Ok, before tig guy:
Stitch weld the whole thing. Everything you can get to, up to and including the taillight panel. It adds monumental amounts of structure to the car, and makes the suspension and brakes actually work. I cannot stress enough how much this helps.
The cage design you have so far looks pretty good. Try to tie the main hoop at the front spring eyes, the rear downtubes at the reah spring hangar, the fronts downtubes to just in front of the leading edge of the k frame, and the a pillar bars as close to the torsion bar crossmember as possible.
Im going off memory for most of this, as its been close to 15 years since I last screwed much with a later b body. So, some points may be optional....
After the cage and stitch welding, pull the full suspension. Up front, machine some steel or aluminium to replace the rubber mounts on the k frame (or is that the later b?). Then, fully weld the k. Take a look at firm feel website to get an idea of the additional gussets and braces they add. Toss the stock strut rods, as they bind significantly. I chose qa1 based in price and design. Seem to be good pieces. (Im primarily an a body guy). Firm feel stage 3 power steering box with their quick ratio arms are a wonderful combination. Ditch the stock column coupler, and grab a speedwar u joint. Id have to look through the duster build thread for a part number, but it was 40 bucks or so well spent. Take the lower comtrol arms, box them. If you can get a needle roller bearing fabbed in instead of the bushing, it provides huge dividends. However, thats race only in my opinion. The moog rubber ones are fine otherwise. Combine your disc splindles with some afco screw in Chrysler type extended length ball joints to fix the camber curve, and moog offset uca bushings to fix caster. Depending on radial vs bias ply slicks will dictate alignment settings. Spax and koni are the good shocks. Dont be tempted by the bilsteiens. They are valved to make up for all the flex in the chassis, and wont react well to a properly stiff car. As far as torsion bars, 1.2x is where i would start.

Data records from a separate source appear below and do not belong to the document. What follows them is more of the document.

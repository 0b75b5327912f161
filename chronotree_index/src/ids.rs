// Copyright 2025 the Chronotree Authors
// SPDX-License-Identifier: Apache-2.0 OR MIT

//! Record id allocation.
//!
//! Tree nodes, leaves, and the payload records that leaves point at all draw
//! from one id space, because the store addresses every one of them through the
//! same id-indexed page table.

/// Persisted identifier of a node, leaf, or payload record.
pub type RecordId = i64;

/// Source of fresh, strictly increasing record ids.
///
/// Any `FnMut() -> RecordId` closure is an allocator, so callers can inject
/// their own numbering.
pub trait IdAllocator {
    /// Hand out the next id.
    fn next_id(&mut self) -> RecordId;
}

impl<F: FnMut() -> RecordId> IdAllocator for F {
    fn next_id(&mut self) -> RecordId {
        self()
    }
}

/// Monotonic counter; the first id handed out is `1`.
///
/// Id `0` is never allocated, so a zero-filled page-table slot can never be
/// mistaken for a real record.
#[derive(Copy, Clone, Debug, Default, PartialEq, Eq)]
pub struct MonotonicIds {
    last: RecordId,
}

impl MonotonicIds {
    /// A fresh counter.
    pub const fn new() -> Self {
        Self { last: 0 }
    }

    /// Resume numbering after a previously persisted high-water mark.
    pub const fn starting_after(last_id: RecordId) -> Self {
        Self { last: last_id }
    }

    /// The most recently allocated id, or `0` if none.
    pub const fn last_id(&self) -> RecordId {
        self.last
    }
}

impl IdAllocator for MonotonicIds {
    fn next_id(&mut self) -> RecordId {
        self.last += 1;
        self.last
    }
}

#[cfg(test)]
mod tests {
    use super::*;

    #[test]
    fn counter_is_strictly_increasing_from_one() {
        let mut ids = MonotonicIds::new();
        assert_eq!(ids.last_id(), 0);
        assert_eq!(ids.next_id(), 1);
        assert_eq!(ids.next_id(), 2);
        assert_eq!(ids.last_id(), 2);
    }

    #[test]
    fn resumes_after_high_water_mark() {
        let mut ids = MonotonicIds::starting_after(41);
        assert_eq!(ids.next_id(), 42);
    }

    #[test]
    fn closures_are_allocators() {
        let mut next = 100;
        let mut alloc = || {
            next += 10;
            next
        };
        assert_eq!(IdAllocator::next_id(&mut alloc), 110);
        assert_eq!(IdAllocator::next_id(&mut alloc), 120);
    }
}
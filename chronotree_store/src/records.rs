// Copyright 2025 the Chronotree Authors
// SPDX-License-Identifier: Apache-2.0 OR MIT

//! Fixed-width on-disk records.
//!
//! All integers and floats are little-endian. The page table is addressed by
//! `id * INDEX_RECORD_SIZE`, so these widths are part of the file format.

use chronotree_index::{Cube, Occupancy, Point3, RecordId};

use crate::error::{StoreError, StoreFile};

/// Width of one page-table entry.
pub const INDEX_RECORD_SIZE: usize = 11;
/// Width of one tree-shape entry.
pub const TREE_NODE_RECORD_SIZE: usize = 9;
/// Width of the meta file.
pub const META_RECORD_SIZE: usize = 46;

/// Leading bytes of every meta file.
pub const META_MAGIC: [u8; 4] = *b"CHTM";
/// Meta format version written by this crate.
pub const META_VERSION: u16 = 1;

/// What a page-table entry points at.
#[derive(Copy, Clone, Debug, PartialEq, Eq, Hash)]
#[repr(u8)]
pub enum RecordKind {
    /// Caller payload bytes.
    Payload = 1,
    /// The leaf id list of a leaf-bearing node.
    NodeLeaves = 2,
    /// A single leaf: payload id, position, and leaf id.
    LeafDescriptor = 3,
}

impl RecordKind {
    fn from_u8(byte: u8) -> Option<Self> {
        match byte {
            1 => Some(Self::Payload),
            2 => Some(Self::NodeLeaves),
            3 => Some(Self::LeafDescriptor),
            _ => None,
        }
    }
}

/// Page-table entry: where a record lives in the blob file.
#[derive(Copy, Clone, Debug, PartialEq, Eq)]
pub struct IndexRecord {
    /// Byte offset in the blob file.
    pub offset: i64,
    /// Record length in bytes.
    pub size: u16,
    /// What the record holds.
    pub kind: RecordKind,
}

impl IndexRecord {
    /// Encode to the on-disk layout.
    pub fn encode(&self) -> [u8; INDEX_RECORD_SIZE] {
        let mut out = [0_u8; INDEX_RECORD_SIZE];
        out[0..8].copy_from_slice(&self.offset.to_le_bytes());
        out[8..10].copy_from_slice(&self.size.to_le_bytes());
        out[10] = self.kind as u8;
        out
    }

    /// Decode an entry; `Ok(None)` for a slot that was never written.
    pub fn decode(bytes: &[u8; INDEX_RECORD_SIZE]) -> Result<Option<Self>, StoreError> {
        if bytes[10] == 0 {
            return Ok(None);
        }
        let kind = RecordKind::from_u8(bytes[10]).ok_or_else(|| {
            StoreError::corrupt(StoreFile::Index, format!("unknown record kind {}", bytes[10]))
        })?;
        let offset = i64::from_le_bytes(take(bytes, 0));
        if offset < 0 {
            return Err(StoreError::corrupt(
                StoreFile::Index,
                format!("negative blob offset {offset}"),
            ));
        }
        Ok(Some(Self {
            offset,
            size: u16::from_le_bytes(take(bytes, 8)),
            kind,
        }))
    }
}

/// One node in the breadth-first tree-shape file.
#[derive(Copy, Clone, Debug, PartialEq, Eq)]
pub struct TreeNodeRecord {
    /// The node's record id.
    pub id: RecordId,
    /// Which child slots follow later in the stream.
    pub occupancy: Occupancy,
}

impl TreeNodeRecord {
    /// Encode to the on-disk layout.
    pub fn encode(&self) -> [u8; TREE_NODE_RECORD_SIZE] {
        let mut out = [0_u8; TREE_NODE_RECORD_SIZE];
        out[0..8].copy_from_slice(&self.id.to_le_bytes());
        out[8] = self.occupancy.bits();
        out
    }

    /// Decode an entry. Every occupancy byte is valid.
    pub fn decode(bytes: &[u8; TREE_NODE_RECORD_SIZE]) -> Self {
        Self {
            id: RecordId::from_le_bytes(take(bytes, 0)),
            occupancy: Occupancy::from_bits_retain(bytes[8]),
        }
    }
}

/// Store-wide metadata, written last at every checkpoint.
#[derive(Copy, Clone, Debug, PartialEq)]
pub struct MetaTree {
    /// Root bounding cube.
    pub bounds: Cube,
    /// Highest id handed out when the checkpoint was taken.
    pub last_id: RecordId,
}

impl MetaTree {
    /// Encode to the on-disk layout, header included.
    pub fn encode(&self) -> [u8; META_RECORD_SIZE] {
        let mut out = [0_u8; META_RECORD_SIZE];
        out[0..4].copy_from_slice(&META_MAGIC);
        out[4..6].copy_from_slice(&META_VERSION.to_le_bytes());
        put_point(&mut out[6..22], self.bounds.min);
        put_point(&mut out[22..38], self.bounds.max);
        out[38..46].copy_from_slice(&self.last_id.to_le_bytes());
        out
    }

    /// Decode and validate the header.
    pub fn decode(bytes: &[u8; META_RECORD_SIZE]) -> Result<Self, StoreError> {
        if bytes[0..4] != META_MAGIC {
            return Err(StoreError::corrupt(StoreFile::Meta, "bad magic"));
        }
        let version = u16::from_le_bytes(take(bytes, 4));
        if version != META_VERSION {
            return Err(StoreError::corrupt(
                StoreFile::Meta,
                format!("unsupported format version {version}"),
            ));
        }
        let bounds = Cube::new(get_point(bytes, 6), get_point(bytes, 22));
        if bounds.is_empty() {
            return Err(StoreError::corrupt(StoreFile::Meta, "empty bounds"));
        }
        Ok(Self {
            bounds,
            last_id: RecordId::from_le_bytes(take(bytes, 38)),
        })
    }
}

fn take<const N: usize>(bytes: &[u8], at: usize) -> [u8; N] {
    let mut out = [0_u8; N];
    out.copy_from_slice(&bytes[at..at + N]);
    out
}

fn put_point(out: &mut [u8], p: Point3) {
    out[0..4].copy_from_slice(&p.x.to_le_bytes());
    out[4..8].copy_from_slice(&p.y.to_le_bytes());
    out[8..16].copy_from_slice(&p.t.to_le_bytes());
}

fn get_point(bytes: &[u8], at: usize) -> Point3 {
    Point3::new(
        f32::from_le_bytes(take(bytes, at)),
        f32::from_le_bytes(take(bytes, at + 4)),
        f64::from_le_bytes(take(bytes, at + 8)),
    )
}

#[cfg(test)]
mod tests {
    use super::*;

    #[test]
    fn index_record_layout_is_little_endian() {
        let rec = IndexRecord {
            offset: 0x0102,
            size: 0x0304,
            kind: RecordKind::LeafDescriptor,
        };
        assert_eq!(rec.encode(), [2, 1, 0, 0, 0, 0, 0, 0, 4, 3, 3]);
    }

    #[test]
    fn zeroed_index_slot_is_empty() {
        assert_eq!(IndexRecord::decode(&[0; INDEX_RECORD_SIZE]).unwrap(), None);
    }

    #[test]
    fn unknown_kind_is_corruption() {
        let mut bytes = [0; INDEX_RECORD_SIZE];
        bytes[10] = 200;
        let err = IndexRecord::decode(&bytes).unwrap_err();
        assert!(err.is_corruption());
    }

    #[test]
    fn tree_record_keeps_all_occupancy_bits() {
        let rec = TreeNodeRecord {
            id: -5,
            occupancy: Occupancy::from_bits_retain(0xff),
        };
        let bytes = rec.encode();
        assert_eq!(bytes[8], 0xff);
        assert_eq!(TreeNodeRecord::decode(&bytes), rec);
    }

    #[test]
    fn meta_header_is_checked() {
        let meta = MetaTree {
            bounds: Cube::new(Point3::new(0.0, 0.0, 0.0), Point3::new(1.0, 2.0, 3.5)),
            last_id: 77,
        };
        let mut bytes = meta.encode();
        assert_eq!(&bytes[0..4], b"CHTM");
        assert_eq!(MetaTree::decode(&bytes).unwrap(), meta);

        bytes[4] = 9;
        assert!(MetaTree::decode(&bytes).unwrap_err().is_corruption());
        bytes[0] = b'X';
        assert!(matches!(
            MetaTree::decode(&bytes),
            Err(StoreError::Corrupt { file: StoreFile::Meta, .. })
        ));
    }
}
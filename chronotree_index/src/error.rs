// Copyright 2025 the Chronotree Authors
// SPDX-License-Identifier: Apache-2.0 OR MIT

//! Insertion errors.

use crate::types::Point3;

/// Why [`Octree::add`](crate::Octree::add) rejected a leaf.
///
/// Both variants leave the tree untouched.
#[derive(Clone, Copy, Debug, PartialEq, thiserror::Error)]
pub enum InsertError {
    /// The position lies outside the root bounding cube.
    #[error("position {position:?} is outside the indexed volume")]
    OutOfBounds {
        /// The rejected position.
        position: Point3,
    },
    /// Making room would need a node deeper than the configured maximum.
    #[error("insertion needs depth {depth}, limit is {limit}")]
    DepthExceeded {
        /// Depth the split would have reached.
        depth: u32,
        /// Configured `maximum_depth`.
        limit: u32,
    },
}
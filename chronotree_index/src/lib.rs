// Copyright 2025 the Chronotree Authors
// SPDX-License-Identifier: Apache-2.0 OR MIT

//! Chronotree Index: a spatiotemporal octree over (x, y, time).
//!
//! Chronotree Index is the in-memory half of a persistent index for recorded
//! drawings. Every stroke segment, sample, or other payload is stored elsewhere
//! and addressed by an opaque `u64`; this crate only knows where in space and
//! time that id lives.
//!
//! - Insert payload ids at a [`Point3`] with [`Octree::add`]; full nodes split
//!   into eight octants and redistribute their leaves.
//! - Query by point ([`Octree::elements_at`]) or by bounding [`Cube`]
//!   ([`Octree::elements_in`]).
//! - Every node carries a persisted record id and an [`Occupancy`] byte, which
//!   is all a store needs to write the tree breadth-first and rebuild it later
//!   with [`Octree::split`] and [`Octree::push_leaf`].
//!
//! Ids come from an [`IdAllocator`]. [`MonotonicIds`] is the usual choice; any
//! `FnMut() -> RecordId` closure works too.
//!
//! # Example
//!
//! ```rust
//! use chronotree_index::{Cube, MonotonicIds, Octree, OctreeConfig, Point3};
//!
//! let bounds = Cube::new(Point3::new(0.0, 0.0, 0.0), Point3::new(10.0, 10.0, 10.0));
//! let mut ids = MonotonicIds::new();
//! let mut tree = Octree::new(bounds, OctreeConfig::with_max_leaves(1), &mut ids);
//!
//! tree.add(99, Point3::new(9.0, 9.0, 9.0), &mut ids).unwrap();
//! tree.add(88, Point3::new(1.0, 1.0, 1.0), &mut ids).unwrap();
//!
//! // The root split: slot 2 holds the all-low octant, slot 4 the all-high one.
//! assert_eq!(tree.encode_child_occupancy(tree.root()), 0b0001_0100);
//!
//! let mut hits = tree.elements_in(&bounds);
//! hits.sort_unstable();
//! assert_eq!(hits, [88, 99]);
//! ```
//!
//! ## Octant slots
//!
//! Bisection halves time first (slots `0..4` are the earlier half), then
//! orders the `(x, y)` quadrants as `+x+y`, `-x+y`, `-x-y`, `+x-y`. Points on a
//! split plane go to the lowest containing slot, both when inserting and when
//! looking up.
//!
//! ### Float semantics
//!
//! This crate assumes no NaNs for coordinates.
//! Time is `f64` so long sessions keep sub-millisecond resolution.

#![no_std]

extern crate alloc;

pub mod error;
pub mod ids;
pub mod occupancy;
pub mod octree;
pub mod queue;
pub mod types;

pub use error::InsertError;
pub use ids::{IdAllocator, MonotonicIds, RecordId};
pub use occupancy::Occupancy;
pub use octree::{BreadthFirst, Leaf, NodeKey, NodeView, Octree, OctreeConfig};
pub use queue::{LinkedList, ListKey, Queue};
pub use types::{Cube, OCTANT_COUNT, Point3};
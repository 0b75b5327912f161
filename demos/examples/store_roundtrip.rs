// Copyright 2025 the Chronotree Authors
// SPDX-License-Identifier: Apache-2.0 OR MIT

//! Store round trip.
//!
//! Record a session's payloads into a store, checkpoint, then reopen it and
//! restore only the part of the canvas a viewer is looking at.
//!
//! Run:
//! - `cargo run -p chronotree_demos --example store_roundtrip`

use chronotree_index::{Cube, Octree, OctreeConfig, Point3};
use chronotree_store::{MappedTree, StoreError};
use kurbo::{Point, Rect};

fn main() -> Result<(), StoreError> {
    colog::basic_builder()
        .filter_level(log::LevelFilter::Warn)
        .filter_module("chronotree_store", log::LevelFilter::Debug)
        .init();

    let dir = tempfile::tempdir().expect("temporary directory");
    let canvas = Rect::new(0.0, 0.0, 1000.0, 1000.0);
    let bounds = Cube::from_rect(canvas, 0.0, 120.0);

    // Session one: draw a diagonal line, one payload per sample.
    {
        let mut store = MappedTree::open(dir.path(), "session")?;
        let mut ids = store.resume_ids()?;
        let mut tree = Octree::new(bounds, OctreeConfig::default(), &mut ids);
        for i in 0..200_u32 {
            let f = f64::from(i) * 5.0;
            let p = Point::new(f, f);
            let payload = format!("sample {i} at {p:?}");
            let leaf_data = store.append_payload(payload.as_bytes(), &mut ids)?;
            tree.add(leaf_data, Point3::from_point(p, f64::from(i) * 0.5), &mut ids)
                .expect("sample is on the canvas");
        }
        let summary = store.checkpoint(&tree, ids.last_id())?;
        println!("checkpoint: {summary:?}");
        store.close()?;
    }

    // Session two: a viewer zoomed into a 100x100 region.
    let store = MappedTree::open(dir.path(), "session")?;
    let viewport = Cube::from_rect(Rect::new(200.0, 200.0, 300.0, 300.0), 0.0, 120.0);
    let mut tree = Octree::with_root_id(bounds, OctreeConfig::default(), 0);
    let Some(summary) = store.restore(Some(&viewport), &mut tree)? else {
        println!("nothing was ever checkpointed");
        return Ok(());
    };
    println!("restore: {summary:?}");
    assert!(tree.is_partial());

    let mut visible = tree.elements_in(&viewport);
    visible.sort_unstable();
    for leaf_data in &visible {
        let bytes = store.read_payload(*leaf_data)?;
        println!("{}", String::from_utf8_lossy(&bytes));
    }
    assert_eq!(visible.len(), 21, "samples 40..=60 lie in the viewport");

    // A partial tree must not overwrite the full one.
    let mut store = store;
    let err = store.serialize_tree(&tree).unwrap_err();
    println!("write-back refused: {err}");
    Ok(())
}
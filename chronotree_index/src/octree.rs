// Copyright 2025 the Chronotree Authors
// SPDX-License-Identifier: Apache-2.0 OR MIT

//! The octree: insertion with rebalancing, point and range queries, and the
//! hooks the store uses to rebuild a tree from disk.

use alloc::vec;
use alloc::vec::Vec;
use core::mem;

use crate::error::InsertError;
use crate::ids::{IdAllocator, RecordId};
use crate::occupancy::Occupancy;
use crate::queue::Queue;
use crate::types::{Cube, OCTANT_COUNT, Point3};

/// Generational handle to a node in an [`Octree`].
///
/// Handles are only meaningful for the tree that produced them and become
/// stale when the node is discarded (by [`Octree::unify`], [`Octree::split`]
/// overwriting a slot, or [`Octree::reset`]).
#[derive(Copy, Clone, Debug, PartialEq, Eq, Hash)]
pub struct NodeKey(u32, u32);

impl NodeKey {
    #[allow(
        clippy::cast_possible_truncation,
        reason = "Node keys store 32-bit arena indices."
    )]
    const fn new(idx: usize, generation: u32) -> Self {
        Self(idx as u32, generation)
    }

    const fn idx(self) -> usize {
        self.0 as usize
    }
}

/// An indexed point: an opaque payload id placed at a position.
#[derive(Copy, Clone, Debug, PartialEq)]
pub struct Leaf {
    /// Opaque payload id; the index never looks inside the payload.
    pub leaf_data: u64,
    /// Where the payload sits in (x, y, time).
    pub position: Point3,
    /// The leaf's own record id.
    pub id: RecordId,
}

/// Tuning knobs for an [`Octree`].
#[derive(Copy, Clone, Debug, PartialEq, Eq)]
pub struct OctreeConfig {
    /// A leaf-bearing node splits once it would hold more than this many leaves.
    pub max_leaves_per_node: usize,
    /// Deepest level a split may create. The root is depth `0`.
    pub maximum_depth: u32,
}

impl Default for OctreeConfig {
    fn default() -> Self {
        Self {
            max_leaves_per_node: 10,
            maximum_depth: 24,
        }
    }
}

impl OctreeConfig {
    /// Config with the given leaf capacity and the default depth limit.
    pub fn with_max_leaves(max_leaves_per_node: usize) -> Self {
        Self {
            max_leaves_per_node,
            ..Self::default()
        }
    }

    fn capacity(&self) -> usize {
        self.max_leaves_per_node.max(1)
    }
}

#[derive(Clone, Debug)]
struct Node {
    cube: Cube,
    id: RecordId,
    depth: u32,
    parent: Option<NodeKey>,
    children: [Option<NodeKey>; OCTANT_COUNT],
    leaves: Vec<Leaf>,
}

impl Node {
    fn new(cube: Cube, id: RecordId, depth: u32, parent: Option<NodeKey>) -> Self {
        Self {
            cube,
            id,
            depth,
            parent,
            children: [None; OCTANT_COUNT],
            leaves: Vec::new(),
        }
    }

    fn is_leaf_bearing(&self) -> bool {
        self.children.iter().all(Option::is_none)
    }

    fn occupancy(&self) -> Occupancy {
        Occupancy::from_slots(|slot| self.children[slot].is_some())
    }
}

/// Read-only view of one node.
#[derive(Copy, Clone, Debug)]
pub struct NodeView<'a> {
    key: NodeKey,
    node: &'a Node,
}

impl<'a> NodeView<'a> {
    /// Handle of this node.
    pub fn key(&self) -> NodeKey {
        self.key
    }

    /// Persisted record id.
    pub fn id(&self) -> RecordId {
        self.node.id
    }

    /// Bounding cube.
    pub fn cube(&self) -> Cube {
        self.node.cube
    }

    /// Depth below the root.
    pub fn depth(&self) -> u32 {
        self.node.depth
    }

    /// Parent handle; `None` for the root.
    pub fn parent(&self) -> Option<NodeKey> {
        self.node.parent
    }

    /// Child at `slot`, if populated.
    pub fn child(&self, slot: usize) -> Option<NodeKey> {
        self.node.children.get(slot).copied().flatten()
    }

    /// Populated `(slot, child)` pairs in slot order.
    pub fn children(self) -> impl Iterator<Item = (usize, NodeKey)> + 'a {
        self.node
            .children
            .iter()
            .enumerate()
            .filter_map(|(slot, child)| child.map(|c| (slot, c)))
    }

    /// Leaves stored directly on this node (empty for internal nodes).
    pub fn leaves(&self) -> &'a [Leaf] {
        &self.node.leaves
    }

    /// Child occupancy bitmask.
    pub fn occupancy(&self) -> Occupancy {
        self.node.occupancy()
    }

    /// True if the node has no children and may hold leaves.
    pub fn is_leaf_bearing(&self) -> bool {
        self.node.is_leaf_bearing()
    }
}

/// Spatiotemporal octree over (x, y, time).
///
/// Nodes live in an arena and refer to each other by [`NodeKey`]; the parent
/// link is navigational only. A node either holds leaves or has children,
/// never both.
pub struct Octree {
    config: OctreeConfig,
    nodes: Vec<Option<Node>>,
    generations: Vec<u32>,
    free_list: Vec<usize>,
    root: NodeKey,
    partial: bool,
}

impl core::fmt::Debug for Octree {
    fn fmt(&self, f: &mut core::fmt::Formatter<'_>) -> core::fmt::Result {
        f.debug_struct("Octree")
            .field("config", &self.config)
            .field("bounds", &self.bounds())
            .field("nodes_alive", &self.node_count())
            .field("leaves", &self.leaf_count())
            .field("free_list", &self.free_list.len())
            .field("partial", &self.partial)
            .finish_non_exhaustive()
    }
}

In the rear, assuming 8.75 axle, youre job is pretty simple. Check the welds on the housing. A lot of them are found to be pretty bad. Leaf springs, built to match the rate you want (id guess 200-250lb) are simple. Either xhd mopar, two right side super stocks, landrum composite, or what i did: hybrid pack of muscle car and durango with a half leaf on the top of the main leaf to control brake hop. Go with a spherical bearing in the front eye, bearing style leaf spring slider instead of shackles, lowering blocks to desired ride height, and go. Clamp all leaves in the front segment, and get the pinion snubber properly adjusted.
Im not a purist by the way....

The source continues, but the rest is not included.